**INSTRUCTIONS FOR THE TASK**
For every line in the records that has the word "PolyMatrix", make a copy.

**STUDY MATERIAL**
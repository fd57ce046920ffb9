//! End-to-end scenarios over `quantum_shield::pipeline`, covering the
//! refusal and expiry/limit behaviors the envelope is required to enforce.

use base64::{engine::general_purpose, Engine as _};
use sha3::digest::{ExtendableOutput, Update, XofReader};
use sha3::Shake256;

use qsfs_core::derivation;
use qsfs_core::kyber;
use qsfs_core::params::{DILITHIUM_K, DILITHIUM_L, N, Q};
use qsfs_core::ring::{self, PolyMatrix, PolyVec};
use qsfs_core::sampler::{self, XofFlavor};

use quantum_shield::cbc;
use quantum_shield::config::Config;
use quantum_shield::error::PipelineError;
use quantum_shield::pipeline;
use quantum_shield::session::SessionStore;
use quantum_shield::store::{FileStore, InMemoryStore};
use quantum_shield::types::{DownloadRequest, FileUploadDto, KyberPublicKeyWire, UploadRequest};

/// Reimplements the verifier's own transcript computation (pack_nibbles +
/// SHAKE-256) to forge a signature that `dilithium::verify` accepts, using
/// only the public ring/sampler API — there is no production signer since
/// signing is out of scope for this workspace.
mod forge {
    use super::*;

    fn pack_nibbles(p: &[i64]) -> Vec<u8> {
        (0..N / 2)
            .map(|i| {
                let lo = (p[2 * i] as u8) & 0x0F;
                let hi = (p[2 * i + 1] as u8) & 0x0F;
                lo | (hi << 4)
            })
            .collect()
    }

    fn transcript_hash(message: &[u8], packed_w1: &[u8]) -> [u8; 32] {
        let mut shake = Shake256::default();
        Update::update(&mut shake, message);
        Update::update(&mut shake, packed_w1);
        let mut reader = shake.finalize_xof();
        let mut out = [0u8; 32];
        reader.read(&mut out);
        out
    }

    pub struct Keypair {
        pub public: qsfs_core::dilithium::PublicKey,
        pub secret: PolyVec,
    }

    pub fn keygen(seed: &[u8; 32]) -> Keypair {
        let a = sampler::expand_matrix(seed, DILITHIUM_K, DILITHIUM_L, Q, XofFlavor::Dilithium);
        let s = PolyVec((0..DILITHIUM_L).map(|i| sampler::uniform_poly(seed, &[1, i as u8], 5)).collect());
        let t = ring::matmul_vec(&a, &s, Q, false);
        Keypair { public: qsfs_core::dilithium::PublicKey { a, t }, secret: s }
    }

    /// Sign with a zero masking vector (`y = 0`): trivially within the
    /// infinity-norm bound the verifier checks, and `A*0 = 0` so the
    /// transcript only depends on the all-zero high-bits vector.
    pub fn sign(message: &[u8], kp: &Keypair) -> qsfs_core::dilithium::Signature {
        let zero_w1 = vec![vec![0i64; N]; DILITHIUM_K];
        let mut packed = Vec::with_capacity(DILITHIUM_K * N / 2);
        for poly in &zero_w1 {
            packed.extend_from_slice(&pack_nibbles(poly));
        }
        let c_tilde = transcript_hash(message, &packed);
        let c = sampler::challenge(&c_tilde);
        let z = ring::scalar_mul_vec(&c, &kp.secret);
        qsfs_core::dilithium::Signature { z, c_tilde }
    }
}

struct Harness {
    sessions: SessionStore,
    files: InMemoryStore,
    config: Config,
}

impl Harness {
    fn new() -> Self {
        let files = InMemoryStore::new();
        files.register_identity("alice@example.com");
        files.register_identity("bob@example.com");
        Self { sessions: SessionStore::new(), files, config: Config::new("0123456789abcdef".to_string()).unwrap() }
    }
}

fn build_upload(
    harness: &Harness,
    sender: &str,
    recipient: &str,
    contents: &[u8],
    download_count: u32,
    expiration_days: i64,
) -> (String, UploadRequest) {
    let handle = pipeline::begin_session(&harness.sessions, sender);
    let enc = kyber::encapsulate(&handle.public);
    let session_key_bytes = derivation::bits_to_key_bytes(&enc.key_bits, 24);
    let mut session_key = [0u8; 24];
    session_key.copy_from_slice(&session_key_bytes);

    let iv = cbc::random_iv();
    let ciphertext = cbc::encrypt_192(&session_key, &iv, contents);

    let dl_seed = [5u8; 32];
    let dl_kp = forge::keygen(&dl_seed);
    let message_len = contents.len().min(1024);
    let signature = forge::sign(&contents[..message_len], &dl_kp);

    let dl_public_key_json = serde_json::to_string(&serde_json::json!({
        "a": matrix_rows(&dl_kp.public.a),
        "t": dl_kp.public.t.0,
    }))
    .unwrap();
    let signature_json = serde_json::to_string(&serde_json::json!({
        "z": signature.z.0,
        "cp": general_purpose::STANDARD.encode(signature.c_tilde),
    }))
    .unwrap();
    let kyber_key_json = serde_json::to_string(&serde_json::json!({
        "u": enc.ciphertext.u.0,
        "v": enc.ciphertext.v,
    }))
    .unwrap();

    let dto = FileUploadDto {
        init_vectors: vec![general_purpose::STANDARD.encode(iv)],
        file_names: vec!["secret.txt".to_string()],
        file_sizes: vec![contents.len() as u64],
        file_types: vec!["text/plain".to_string()],
        file_signatures: vec![signature_json],
        dl_public_key: dl_public_key_json,
        kyber_key: kyber_key_json,
        recipient_email: recipient.to_string(),
        expiration_days,
        download_count,
        anonymous: false,
    };

    (handle.session_id.clone(), UploadRequest { session_id: handle.session_id, encrypted_buffers: vec![ciphertext], dto })
}

fn matrix_rows(m: &PolyMatrix) -> Vec<Vec<Vec<i64>>> {
    (0..m.rows).map(|i| (0..m.cols).map(|j| m.get(i, j).clone()).collect()).collect()
}

#[test]
fn self_send_is_refused() {
    let harness = Harness::new();
    let (_, upload) = build_upload(&harness, "alice@example.com", "alice@example.com", b"hello", 5, 7);
    let err = pipeline::ingest_upload(&harness.sessions, &harness.files, "alice@example.com", upload, &harness.config);
    assert!(matches!(err, Err(PipelineError::SelfRecipient)));
}

#[test]
fn unknown_recipient_is_refused() {
    let harness = Harness::new();
    let (_, upload) = build_upload(&harness, "alice@example.com", "mallory@nowhere.test", b"hello", 5, 7);
    let err = pipeline::ingest_upload(&harness.sessions, &harness.files, "alice@example.com", upload, &harness.config);
    assert!(matches!(err, Err(PipelineError::UnknownRecipient)));
}

#[test]
fn tampered_signature_is_rejected() {
    let harness = Harness::new();
    let (_, mut upload) = build_upload(&harness, "alice@example.com", "bob@example.com", b"hello world", 5, 7);
    // Corrupt the signed file signature's challenge hash.
    let mut sig: serde_json::Value = serde_json::from_str(&upload.dto.file_signatures[0]).unwrap();
    sig["cp"] = serde_json::Value::String(general_purpose::STANDARD.encode([0u8; 32]));
    upload.dto.file_signatures[0] = serde_json::to_string(&sig).unwrap();

    let err = pipeline::ingest_upload(&harness.sessions, &harness.files, "alice@example.com", upload, &harness.config);
    assert!(matches!(err, Err(PipelineError::CorruptFile)));
}

#[test]
fn upload_then_download_round_trips_contents() {
    let harness = Harness::new();
    let contents = b"quarterly figures, handle with care".to_vec();
    let (_, upload) = build_upload(&harness, "alice@example.com", "bob@example.com", &contents, 3, 7);
    pipeline::ingest_upload(&harness.sessions, &harness.files, "alice@example.com", upload, &harness.config).unwrap();

    let log = harness.files.logs_for_identity("bob@example.com").remove(0);

    let recipient_seed = kyber::keygen();
    let req = DownloadRequest {
        file_id: log.public_id.clone(),
        recipient_public_key: KyberPublicKeyWire::from_core(&recipient_seed.public),
    };
    let response = pipeline::serve_download(&harness.files, "bob@example.com", req, &harness.config).unwrap();

    let shared_key = kyber::decapsulate(&recipient_seed.secret, &response.kyber_ciphertext.into_core());
    let session_key_bytes = derivation::bits_to_key_bytes(&shared_key, 24);
    let mut session_key = [0u8; 24];
    session_key.copy_from_slice(&session_key_bytes);

    let recovered = cbc::decrypt_192(&session_key, &response.iv, &response.encrypted_file_data).unwrap();
    assert_eq!(recovered, contents);
}

#[test]
fn download_budget_is_exhausted_after_limit() {
    let harness = Harness::new();
    let (_, upload) = build_upload(&harness, "alice@example.com", "bob@example.com", b"limited", 1, 7);
    pipeline::ingest_upload(&harness.sessions, &harness.files, "alice@example.com", upload, &harness.config).unwrap();
    let log = harness.files.logs_for_identity("bob@example.com").remove(0);

    let first_recipient = kyber::keygen();
    let req1 = DownloadRequest {
        file_id: log.public_id.clone(),
        recipient_public_key: KyberPublicKeyWire::from_core(&first_recipient.public),
    };
    pipeline::serve_download(&harness.files, "bob@example.com", req1, &harness.config).unwrap();

    let second_recipient = kyber::keygen();
    let req2 = DownloadRequest {
        file_id: log.public_id,
        recipient_public_key: KyberPublicKeyWire::from_core(&second_recipient.public),
    };
    let err = pipeline::serve_download(&harness.files, "bob@example.com", req2, &harness.config);
    assert!(matches!(err, Err(PipelineError::DownloadLimitReached)));
}

#[test]
fn expired_record_is_refused() {
    let harness = Harness::new();
    let (_, upload) = build_upload(&harness, "alice@example.com", "bob@example.com", b"stale", 5, -1);
    pipeline::ingest_upload(&harness.sessions, &harness.files, "alice@example.com", upload, &harness.config).unwrap();
    let log = harness.files.logs_for_identity("bob@example.com").remove(0);

    let recipient = kyber::keygen();
    let req = DownloadRequest { file_id: log.public_id, recipient_public_key: KyberPublicKeyWire::from_core(&recipient.public) };
    let err = pipeline::serve_download(&harness.files, "bob@example.com", req, &harness.config);
    assert!(matches!(err, Err(PipelineError::RecordExpired)));
}

#[test]
fn identical_content_deduplicates_blob_storage() {
    let harness = Harness::new();
    let contents = b"the same bytes, sent twice".to_vec();

    let (_, upload1) = build_upload(&harness, "alice@example.com", "bob@example.com", &contents, 5, 7);
    pipeline::ingest_upload(&harness.sessions, &harness.files, "alice@example.com", upload1, &harness.config).unwrap();

    let (_, upload2) = build_upload(&harness, "alice@example.com", "bob@example.com", &contents, 5, 7);
    pipeline::ingest_upload(&harness.sessions, &harness.files, "alice@example.com", upload2, &harness.config).unwrap();

    let logs = harness.files.logs_for_identity("bob@example.com");
    assert_eq!(logs.len(), 2);
    assert_eq!(logs[0].file_id, logs[1].file_id);
}
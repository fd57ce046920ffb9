mod demo_signer;
mod state;

use std::path::PathBuf;
use std::process::ExitCode;

use anyhow::{Context, Result};
use base64::{engine::general_purpose, Engine as _};
use clap::{Parser, Subcommand};

use qsfs_core::derivation;
use qsfs_core::kyber;

use quantum_shield::cbc;
use quantum_shield::config::Config;
use quantum_shield::error::PipelineError;
use quantum_shield::pipeline;
use quantum_shield::types::{DownloadRequest, FileUploadDto, KyberCiphertextWire, KyberPublicKeyWire, UploadRequest};

use state::NodeState;

/// Command-line driver for the quantum-shield post-quantum file-sharing
/// pipeline: drives `begin_session`/`ingest_upload`/`serve_download` against
/// a JSON node-state file, standing in for the HTTP layer this workspace
/// doesn't implement (see workspace Non-goals).
#[derive(Parser, Debug)]
#[command(author, version, about)]
struct Cli {
    /// Path to the JSON node-state file; defaults to $QSFS_STATE or
    /// ~/.qsfs/state.json.
    #[arg(long, global = true)]
    state: Option<PathBuf>,

    #[command(subcommand)]
    cmd: Cmd,
}

#[derive(Subcommand, Debug)]
enum Cmd {
    /// Register an identity as known to this node. Real user registration
    /// is out of scope for this workspace; this stands in for it so the
    /// pipeline's identity checks have something to check against.
    Register {
        #[arg(long)]
        identity: String,
    },
    /// Issue a fresh Kyber session for `identity`. Prints the session id and
    /// the public key a peer needs to encapsulate an upload key against.
    BeginSession {
        #[arg(long)]
        identity: String,
    },
    /// Encrypt and sign a file under a session's shared key, then ingest it.
    Upload {
        #[arg(long)]
        identity: String,
        #[arg(long = "session-id")]
        session_id: String,
        /// Base64 JSON of the `{t, seed}` public key printed by begin-session.
        #[arg(long = "public-key")]
        public_key: String,
        #[arg(long)]
        to: String,
        #[arg(long)]
        file: PathBuf,
        #[arg(long, default_value_t = 1)]
        downloads: u32,
        #[arg(long = "expires-days", default_value_t = 7)]
        expires_days: i64,
        #[arg(long)]
        anonymous: bool,
    },
    /// Fetch and decrypt a file this identity can see (sender or recipient).
    Download {
        #[arg(long)]
        identity: String,
        #[arg(long = "file-id")]
        file_id: String,
        #[arg(long)]
        out: PathBuf,
    },
    /// List this identity's send/receive activity.
    Activity {
        #[arg(long)]
        identity: String,
        #[arg(long, default_value_t = 20)]
        limit: usize,
    },
}

fn main() -> ExitCode {
    tracing_subscriber::fmt()
        .with_env_filter(tracing_subscriber::EnvFilter::from_default_env())
        .with_writer(std::io::stderr)
        .init();

    let cli = Cli::parse();
    let state_path = cli.state.unwrap_or_else(state::default_state_path);

    match run(cli.cmd, &state_path) {
        Ok(()) => ExitCode::SUCCESS,
        Err(err) => {
            tracing::error!(error = %err, "command failed");
            eprintln!("error: {err:#}");
            ExitCode::from(exit_code_for(&err))
        }
    }
}

/// §7's CLI exit-code mapping: validation/crypto variants exit 2,
/// authorization/lifecycle variants exit 3, anything else (I/O, config,
/// internal) exits 70 (`EX_SOFTWARE`).
fn exit_code_for(err: &anyhow::Error) -> u8 {
    match err.downcast_ref::<PipelineError>() {
        Some(PipelineError::CorruptFile)
        | Some(PipelineError::BatchLengthMismatch { .. })
        | Some(PipelineError::BadCiphertextLength)
        | Some(PipelineError::BadPadding)
        | Some(PipelineError::Core(_))
        | Some(PipelineError::Json(_))
        | Some(PipelineError::Base64(_)) => 2,
        Some(PipelineError::SelfRecipient)
        | Some(PipelineError::UnknownRecipient)
        | Some(PipelineError::SessionKeyMissing)
        | Some(PipelineError::RecordNotFound)
        | Some(PipelineError::FileMissing(_))
        | Some(PipelineError::DownloadLimitReached)
        | Some(PipelineError::RecordExpired) => 3,
        _ => 70,
    }
}

fn run(cmd: Cmd, state_path: &PathBuf) -> Result<()> {
    let config = match Config::from_env() {
        Ok(config) => config,
        Err(_) => {
            tracing::warn!("AES_SECRET_KEY not set, using a fixed demo pepper for this run");
            Config::new("qsfs-cli-demo-pepper!".to_string())?
        }
    };

    match cmd {
        Cmd::Register { identity } => {
            let node = NodeState::load(state_path)?;
            let (sessions, files) = node.into_parts();
            files.register_identity(&identity);
            NodeState::from_parts(&sessions, &files).save(state_path)?;
            println!("registered {identity}");
        }
        Cmd::BeginSession { identity } => {
            let node = NodeState::load(state_path)?;
            let (sessions, files) = node.into_parts();
            let handle = pipeline::begin_session(&sessions, &identity);
            let public_key = serde_json::to_string(&KyberPublicKeyWire::from_core(&handle.public))?;
            NodeState::from_parts(&sessions, &files).save(state_path)?;
            println!("session_id={}", handle.session_id);
            println!("public_key={}", general_purpose::STANDARD.encode(public_key));
        }
        Cmd::Upload { identity, session_id, public_key, to, file, downloads, expires_days, anonymous } => {
            let node = NodeState::load(state_path)?;
            let (sessions, files) = node.into_parts();

            let public_key_json = general_purpose::STANDARD
                .decode(public_key)
                .context("--public-key is not valid base64")?;
            let public_key: KyberPublicKeyWire = serde_json::from_slice(&public_key_json)?;
            let public_key = public_key.into_core()?;

            let contents = std::fs::read(&file).with_context(|| format!("reading {}", file.display()))?;

            let encapsulated = kyber::encapsulate(&public_key);
            let session_key = session_aes_key(&encapsulated.key_bits);
            let iv = cbc::random_iv();
            let ciphertext = cbc::encrypt_192(&session_key, &iv, &contents);

            let signer_seed = qsfs_core::sampler::random_seed();
            let signer_kp = demo_signer::keygen(&signer_seed);
            let message_len = contents.len().min(1024);
            let signature = demo_signer::sign(&contents[..message_len], &signer_kp);

            let file_name = file
                .file_name()
                .map(|n| n.to_string_lossy().into_owned())
                .unwrap_or_else(|| "upload.bin".to_string());

            let dto = FileUploadDto {
                init_vectors: vec![general_purpose::STANDARD.encode(iv)],
                file_names: vec![file_name],
                file_sizes: vec![contents.len() as u64],
                file_types: vec!["application/octet-stream".to_string()],
                file_signatures: vec![serde_json::to_string(&serde_json::json!({
                    "z": signature.z.0,
                    "cp": general_purpose::STANDARD.encode(signature.c_tilde),
                }))?],
                dl_public_key: serde_json::to_string(&serde_json::json!({
                    "a": demo_signer::matrix_rows(&signer_kp.public.a),
                    "t": signer_kp.public.t.0,
                }))?,
                kyber_key: serde_json::to_string(&KyberCiphertextWire::from_core(&encapsulated.ciphertext))?,
                recipient_email: to,
                expiration_days: expires_days,
                download_count: downloads,
                anonymous,
            };

            let upload = UploadRequest { session_id, encrypted_buffers: vec![ciphertext], dto };
            pipeline::ingest_upload(&sessions, &files, &identity, upload, &config)?;

            NodeState::from_parts(&sessions, &files).save(state_path)?;
            println!("uploaded");
        }
        Cmd::Download { identity, file_id, out } => {
            let node = NodeState::load(state_path)?;
            let (sessions, files) = node.into_parts();

            let recipient = kyber::keygen();
            let req = DownloadRequest { file_id, recipient_public_key: KyberPublicKeyWire::from_core(&recipient.public) };
            let response = pipeline::serve_download(&files, &identity, req, &config)?;

            let shared_key = kyber::decapsulate(&recipient.secret, &response.kyber_ciphertext.into_core());
            let session_key = session_aes_key(&shared_key);
            let plaintext = cbc::decrypt_192(&session_key, &response.iv, &response.encrypted_file_data)?;

            std::fs::write(&out, &plaintext).with_context(|| format!("writing {}", out.display()))?;
            NodeState::from_parts(&sessions, &files).save(state_path)?;
            println!("wrote {} ({} bytes)", response.file_name, plaintext.len());
        }
        Cmd::Activity { identity, limit } => {
            let node = NodeState::load(state_path)?;
            let (sessions, files) = node.into_parts();
            let entries = pipeline::list_activity(&files, &identity, limit);
            println!("{}", serde_json::to_string_pretty(&entries)?);
            NodeState::from_parts(&sessions, &files).save(state_path)?;
        }
    }

    Ok(())
}

fn session_aes_key(key_bits: &[u8; 256]) -> [u8; 24] {
    let packed = derivation::bits_to_key_bytes(key_bits, 24);
    let mut key = [0u8; 24];
    key.copy_from_slice(&packed);
    key
}

#[cfg(test)]
mod tests {
    use super::*;

    #[test]
    fn exit_code_buckets_match_the_documented_mapping() {
        assert_eq!(exit_code_for(&anyhow::Error::new(PipelineError::SelfRecipient)), 3);
        assert_eq!(exit_code_for(&anyhow::Error::new(PipelineError::CorruptFile)), 2);
        assert_eq!(exit_code_for(&anyhow::Error::new(PipelineError::MissingConfig("x".into()))), 70);
    }
}
//! Wire DTOs and storage records for the upload/download pipeline.

use base64::{engine::general_purpose, Engine as _};
use serde::{Deserialize, Serialize};

use qsfs_core::dilithium;
use qsfs_core::kyber;
use qsfs_core::ring::{PolyMatrix, PolyVec};

use crate::error::{PipelineError, Result};

/// A batch file upload, one entry per file in the batch.
#[derive(Debug, Deserialize)]
pub struct FileUploadDto {
    pub init_vectors: Vec<String>,
    pub file_names: Vec<String>,
    pub file_sizes: Vec<u64>,
    pub file_types: Vec<String>,
    pub file_signatures: Vec<String>,
    pub dl_public_key: String,
    pub kyber_key: String,
    pub recipient_email: String,
    pub expiration_days: i64,
    pub download_count: u32,
    pub anonymous: bool,
}

/// A single file download request.
#[derive(Debug, Deserialize)]
pub struct FileDownloadDto {
    pub file_id: String,
    pub kyber_key_pair: String,
}

/// Wire form of a Kyber public key: `(t, seed)`, `seed` base64-encoded.
#[derive(Debug, Serialize, Deserialize)]
pub struct KyberPublicKeyWire {
    pub t: Vec<Vec<i64>>,
    pub seed: String,
}

impl KyberPublicKeyWire {
    pub fn from_core(pk: &kyber::PublicKey) -> Self {
        Self {
            t: pk.t.0.clone(),
            seed: general_purpose::STANDARD.encode(pk.seed),
        }
    }

    pub fn into_core(self) -> Result<kyber::PublicKey> {
        let seed_bytes = general_purpose::STANDARD.decode(&self.seed)?;
        let mut seed = [0u8; 32];
        if seed_bytes.len() != 32 {
            return Err(PipelineError::BadCiphertextLength);
        }
        seed.copy_from_slice(&seed_bytes);
        Ok(kyber::PublicKey { t: PolyVec(self.t), seed })
    }
}

/// Wire form of a Kyber ciphertext: `(u, v)`.
#[derive(Debug, Serialize, Deserialize)]
pub struct KyberCiphertextWire {
    pub u: Vec<Vec<i64>>,
    pub v: Vec<i64>,
}

impl KyberCiphertextWire {
    pub fn from_core(ct: &kyber::Ciphertext) -> Self {
        Self { u: ct.u.0.clone(), v: ct.v.clone() }
    }

    pub fn into_core(self) -> kyber::Ciphertext {
        kyber::Ciphertext { u: PolyVec(self.u), v: self.v }
    }
}

/// Wire form of a file signature: `(z, c̃)`, `c̃` base64-encoded.
#[derive(Debug, Serialize, Deserialize)]
pub struct FileSignatureWire {
    pub z: Vec<Vec<i64>>,
    pub cp: String,
}

impl FileSignatureWire {
    pub fn into_core(self) -> Result<dilithium::Signature> {
        let bytes = general_purpose::STANDARD.decode(&self.cp)?;
        let mut c_tilde = [0u8; 32];
        if bytes.len() != 32 {
            return Err(PipelineError::BadCiphertextLength);
        }
        c_tilde.copy_from_slice(&bytes);
        Ok(dilithium::Signature { z: PolyVec(self.z), c_tilde })
    }
}

/// Wire form of a Dilithium verification key: `(A, t)`.
#[derive(Debug, Serialize, Deserialize)]
pub struct DilithiumPublicKeyWire {
    pub a: Vec<Vec<Vec<i64>>>,
    pub t: Vec<Vec<i64>>,
}

impl DilithiumPublicKeyWire {
    pub fn into_core(self) -> dilithium::PublicKey {
        let rows = self.a.len();
        let cols = self.a.first().map_or(0, |row| row.len());
        let cells = self.a.into_iter().flatten().collect();
        dilithium::PublicKey { a: PolyMatrix { rows, cols, cells }, t: PolyVec(self.t) }
    }
}

/// A content-addressed, at-rest-encrypted file blob (the `Files` table).
#[derive(Debug, Clone, Serialize, Deserialize)]
pub struct FileRecord {
    pub file_id: String,
    pub encrypted_data: Vec<u8>,
    pub iv: [u8; 16],
}

/// Flat, serializable form of a [`FileLogRecord`] for on-disk persistence;
/// `remaining_downloads` is a plain integer here and rehydrated into an
/// `Arc<AtomicI64>` on load.
#[derive(Debug, Serialize, Deserialize)]
pub struct LogSnapshot {
    pub public_id: String,
    pub file_id: String,
    pub name: String,
    pub size: u64,
    pub from_email: String,
    pub to_email: String,
    pub sent_on: chrono::DateTime<chrono::Utc>,
    pub expiry: chrono::DateTime<chrono::Utc>,
    pub download_count: u32,
    pub remaining_downloads: i64,
    pub is_anonymous: bool,
    pub status: RecordStatus,
}

impl From<&FileLogRecord> for LogSnapshot {
    fn from(log: &FileLogRecord) -> Self {
        Self {
            public_id: log.public_id.clone(),
            file_id: log.file_id.clone(),
            name: log.name.clone(),
            size: log.size,
            from_email: log.from_email.clone(),
            to_email: log.to_email.clone(),
            sent_on: log.sent_on,
            expiry: log.expiry,
            download_count: log.download_count,
            remaining_downloads: log.remaining_downloads.load(std::sync::atomic::Ordering::SeqCst),
            is_anonymous: log.is_anonymous,
            status: log.status,
        }
    }
}

impl From<LogSnapshot> for FileLogRecord {
    fn from(snapshot: LogSnapshot) -> Self {
        Self {
            public_id: snapshot.public_id,
            file_id: snapshot.file_id,
            name: snapshot.name,
            size: snapshot.size,
            from_email: snapshot.from_email,
            to_email: snapshot.to_email,
            sent_on: snapshot.sent_on,
            expiry: snapshot.expiry,
            download_count: snapshot.download_count,
            remaining_downloads: std::sync::Arc::new(std::sync::atomic::AtomicI64::new(snapshot.remaining_downloads)),
            is_anonymous: snapshot.is_anonymous,
            status: snapshot.status,
        }
    }
}

#[derive(Debug, Clone, Copy, PartialEq, Eq, Serialize, Deserialize)]
pub enum RecordStatus {
    Active,
    Revoked,
}

/// A single logical transfer (the `FileLogs` table): one per file per
/// upload, addressed externally by `public_id`, internally by `file_id`
/// into the deduplicated blob store. `Clone` is implemented by hand in
/// `store` since `remaining_downloads` clones its `Arc`, not its value.
#[derive(Debug)]
pub struct FileLogRecord {
    pub public_id: String,
    pub file_id: String,
    pub name: String,
    pub size: u64,
    pub from_email: String,
    pub to_email: String,
    pub sent_on: chrono::DateTime<chrono::Utc>,
    pub expiry: chrono::DateTime<chrono::Utc>,
    pub download_count: u32,
    pub remaining_downloads: std::sync::Arc<std::sync::atomic::AtomicI64>,
    pub is_anonymous: bool,
    pub status: RecordStatus,
}

#[derive(Debug, Serialize)]
pub struct ActivityEntry {
    pub email: String,
    #[serde(rename = "type")]
    pub kind: &'static str,
}

#[derive(Debug, Serialize)]
pub struct ReceivedFileEntry {
    pub name: String,
    pub size: u64,
    pub received_on: String,
    pub received_from: String,
    pub expiry: String,
    pub download_count: u32,
    pub file_id: String,
}

/// Everything `pipeline::ingest_upload` needs: the session that produced the
/// client-side shared key, the per-file ciphertexts, and the batch metadata.
pub struct UploadRequest {
    pub session_id: String,
    pub encrypted_buffers: Vec<Vec<u8>>,
    pub dto: FileUploadDto,
}

/// Everything `pipeline::serve_download` needs: which log entry to serve and
/// the downloader's fresh Kyber public key to rewrap the one-time key under.
pub struct DownloadRequest {
    pub file_id: String,
    pub recipient_public_key: KyberPublicKeyWire,
}

pub struct DownloadResponse {
    pub encrypted_file_data: Vec<u8>,
    pub kyber_ciphertext: KyberCiphertextWire,
    pub iv: [u8; 16],
    pub file_name: String,
}

#[derive(Debug, Serialize)]
pub struct SharedFileEntry {
    pub name: String,
    pub size: u64,
    pub sent_on: String,
    pub sent_to: String,
    pub expiry: String,
    pub download_count: u32,
    pub file_id: String,
}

**RESULT OF THE TASK**
use qsfs_core::ring::{self, PolyMatrix, PolyVec};
fn matrix_rows(m: &PolyMatrix) -> Vec<Vec<Vec<i64>>> {
use qsfs_core::ring::{PolyMatrix, PolyVec};
        dilithium::PublicKey { a: PolyMatrix { rows, cols, cells }, t: PolyVec(self.t) }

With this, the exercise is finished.